» **Exercise objective**
Would you copy only the lines below, beginning with the one that contains "# Rollcall DB" and running through the last entry line?

» **Materials provided**

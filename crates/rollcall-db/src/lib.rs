//! # Rollcall DB
//!
//! The attendance table and its backends.
//!
//! - [`store`]: the [`AttendanceStore`] trait
//! - [`dynamo`]: DynamoDB-backed store (production)
//! - [`memory`]: process-local store (development, tests)
//!
//! # Example
//!
//! ```ignore
//! use rollcall_config::StoreConfig;
//! use rollcall_db::init_store;
//!
//! let sdk_config = aws_config::load_from_env().await;
//! let store = init_store(&StoreConfig::from_env(), &sdk_config);
//! let roster = store.class_attendance("CS101").await?;
//! ```

use std::sync::Arc;

use tracing::info;

use rollcall_config::{StoreBackend, StoreConfig};

pub mod dynamo;
pub mod memory;
pub mod store;

pub use dynamo::DynamoAttendanceStore;
pub use memory::InMemoryAttendanceStore;
pub use store::AttendanceStore;

/// Builds the store selected by `config.backend`.
pub fn init_store(
    config: &StoreConfig,
    sdk_config: &aws_config::SdkConfig,
) -> Arc<dyn AttendanceStore> {
    info!(backend = %config.backend, table = %config.table_name, "Initializing attendance store");

    match config.backend {
        StoreBackend::DynamoDb => Arc::new(DynamoAttendanceStore::new(
            aws_sdk_dynamodb::Client::new(sdk_config),
            config.table_name.clone(),
        )),
        StoreBackend::Memory => Arc::new(InMemoryAttendanceStore::new()),
    }
}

» **Exercise result**
//! # Rollcall DB
//!
//! The attendance table and its backends.
//!
//! - [`store`]: the [`AttendanceStore`] trait
//! - [`dynamo`]: DynamoDB-backed store (production)
//! - [`memory`]: process-local store (development, tests)
//!
//! # Example
//!
//! ```ignore
//! use rollcall_config::StoreConfig;
//! use rollcall_db::init_store;
//!
//! let sdk_config = aws_config::load_from_env().await;
//! let store = init_store(&StoreConfig::from_env(), &sdk_config);
//! let roster = store.class_attendance("CS101").await?;
//! ```

use std::sync::Arc;

use tracing::info;

use rollcall_config::{StoreBackend, StoreConfig};

pub mod dynamo;
pub mod memory;
pub mod store;

pub use dynamo::DynamoAttendanceStore;
pub use memory::InMemoryAttendanceStore;
pub use store::AttendanceStore;

/// Builds the store selected by `config.backend`.
pub fn init_store(
    config: &StoreConfig,
    sdk_config: &aws_config::SdkConfig,
) -> Arc<dyn AttendanceStore> {
    info!(backend = %config.backend, table = %config.table_name, "Initializing attendance store");

    match config.backend {
        StoreBackend::DynamoDb => Arc::new(DynamoAttendanceStore::new(
            aws_sdk_dynamodb::Client::new(sdk_config),
            config.table_name.clone(),
        )),
        StoreBackend::Memory => Arc::new(InMemoryAttendanceStore::new()),
    }
}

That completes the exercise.